LA LUCE DEI GIORNI – Jay McInerney

La luce dei giorni - Jay McInerney

Russell e Corrine Calloway sono una coppia di newyorkesi radical chic prossimi alla mezza età. Lui è un editore indipendente di alto profilo ma sempre sull’orlo del fallimento; lei una sceneggiatrice impegnata nel sociale. Il loro matrimonio, come quello di tanti altri, vive di alti e bassi, ancorato ad un senso di complicità apparentemente inossidabile ma logorato da tradimenti reciproci. Dei due, la più infedele è certamente Corrine, che fin dai tempi dell’università si lascia sedurre da un aspirante scrittore, il miglior amico di suo marito. Ma è in età adulta che si consuma il più lacerante dei triangoli amorosi. L’altro è un imprenditore di successo, sposato in seconde nozze con una venticinquenne mozzafiato per quanto sia rimasto innamorato – dice lui – della più attempata sceneggiatrice conosciuta nei giorni drammatici del post 11 settembre.

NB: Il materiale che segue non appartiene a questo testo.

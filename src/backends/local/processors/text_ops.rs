// Copyright (c) 2025 Steve Wagner (ciroque@live.com)
// SPDX-License-Identifier: MIT

use crate::data::{DataType, TypedData};
use crate::engine::Parameters;
use crate::errors::ProcessorError;
use crate::traits::{DataOperation, ParameterSpec, ProcessorInfo};

fn text_input<'a>(processor: &str, data: &'a TypedData) -> Result<&'a str, ProcessorError> {
    data.as_text().ok_or_else(|| {
        ProcessorError::Failed(format!("{} expects Text data, got {}", processor, data.data_type()))
    })
}

/// Changes text case: `upper`, `lower`, `proper` or `title`.
pub struct ChangeTextCase;

impl ChangeTextCase {
    fn capitalize(word: &str) -> String {
        let mut chars = word.chars();
        match chars.next() {
            Some(first) => first.to_uppercase().collect::<String>() + &chars.as_str().to_lowercase(),
            None => String::new(),
        }
    }
}

impl ProcessorInfo for ChangeTextCase {
    fn name(&self) -> &str {
        "change_text_case"
    }

    fn parameters(&self) -> Vec<ParameterSpec> {
        vec![ParameterSpec::optional("case", "upper")]
    }
}

impl DataOperation for ChangeTextCase {
    fn input_type(&self) -> DataType {
        DataType::Text
    }

    fn output_type(&self) -> DataType {
        DataType::Text
    }

    fn process(&self, data: &TypedData, params: &Parameters) -> Result<TypedData, ProcessorError> {
        let input = text_input(self.name(), data)?;
        let output = match params.str("case")? {
            "upper" => input.to_uppercase(),
            "lower" => input.to_lowercase(),
            "proper" | "title" => input
                .split(' ')
                .map(Self::capitalize)
                .collect::<Vec<_>>()
                .join(" "),
            other => {
                return Err(ProcessorError::InvalidParameter {
                    name: "case".to_string(),
                    expected: "one of upper, lower, proper, title",
                    actual: other.to_string(),
                })
            }
        };
        Ok(TypedData::text(output))
    }
}

/// Wraps text in `prefix` and `suffix`.
pub struct PrefixSuffixAdder;

impl ProcessorInfo for PrefixSuffixAdder {
    fn name(&self) -> &str {
        "prefix_suffix_adder"
    }

    fn parameters(&self) -> Vec<ParameterSpec> {
        vec![
            ParameterSpec::optional("prefix", ""),
            ParameterSpec::optional("suffix", ""),
        ]
    }
}

impl DataOperation for PrefixSuffixAdder {
    fn input_type(&self) -> DataType {
        DataType::Text
    }

    fn output_type(&self) -> DataType {
        DataType::Text
    }

    fn process(&self, data: &TypedData, params: &Parameters) -> Result<TypedData, ProcessorError> {
        let input = text_input(self.name(), data)?;
        let mut result = String::with_capacity(input.len());
        result.push_str(params.str("prefix")?);
        result.push_str(input);
        result.push_str(params.str("suffix")?);
        Ok(TypedData::text(result))
    }
}

#[cfg(test)]
mod tests {
    use super::*;
    use serde_json::json;

    #[test]
    fn test_change_text_case_table() {
        let cases = vec![
            ("upper", "hello", "HELLO"),
            ("lower", "HELLO", "hello"),
            ("proper", "hello world", "Hello World"),
            ("title", "the quICK fox", "The Quick Fox"),
        ];

        for (case, input, expected) in cases {
            let params: Parameters = [("case".to_string(), json!(case))].into_iter().collect();
            let output = ChangeTextCase.process(&TypedData::text(input), &params).unwrap();
            assert_eq!(output.as_text(), Some(expected), "case: {}", case);
        }
    }

    #[test]
    fn test_prefix_suffix() {
        let params: Parameters = [
            ("prefix".to_string(), json!("[")),
            ("suffix".to_string(), json!("]")),
        ]
        .into_iter()
        .collect();
        let output = PrefixSuffixAdder.process(&TypedData::text("x"), &params).unwrap();
        assert_eq!(output.as_text(), Some("[x]"));
    }
}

È questo il perimetro nel quale Jay McInerney fa muovere i personaggi del suo libro – “La luce dei giorni” – terzo capitolo di una serie cominciata negli anni Novanta con un altro romanzo cult  “Si spengono le luci” e proseguita con “Good life”. McInerney pone al centro della sua storia il tema del tradimento – fisico, sessuale e sentimentale – dei protagonisti, al quale però se ne aggiunge un secondo, non meno interessante del primo; simbolico, culturale, che investe più in generale la società di New York, ovvero la contrapposizione tra la città dell’Arte e dell’Amore – quella incarnata da Russell – e la città del Denaro e del Successo -rappresentata da Luke, l’amante di sua moglie. Nel racconto di McInerney c’è una New York che cambia pelle: la metropoli degli anni Ottanta, alcova di artisti drogati e affamati di successo, poco alla volta cede il passo al mondo dell’alta finanza e della speculazione. I due volti di Manhattan sono le due facce del sentimento che turba Corrine, descritta dall’autore come una donna fragile, insicura, istigata alla devianza da colleghe ed amiche, eternamente sospesa tra il sogno-ricordo di un ideale fuori moda e il fascino della ricchezza più debordante, indecente, insulsa sì ma capace di sedurre perfino un’integralista come lei.

Ne “La luce dei giorni” ritroviamo le tracce di almeno altri cinque grandi romanzi americani, ne dico un paio: “Libertà” di Jonathan Franzen, “Americana” di Don DeLillo. Ma McInerney non deraglia di certo nel copia-incolla. Appassionante, ben scritto: lo spaccato verosimile di una borghesia frustrata, delusa, impoverita dalla crisi degli anni Duemila.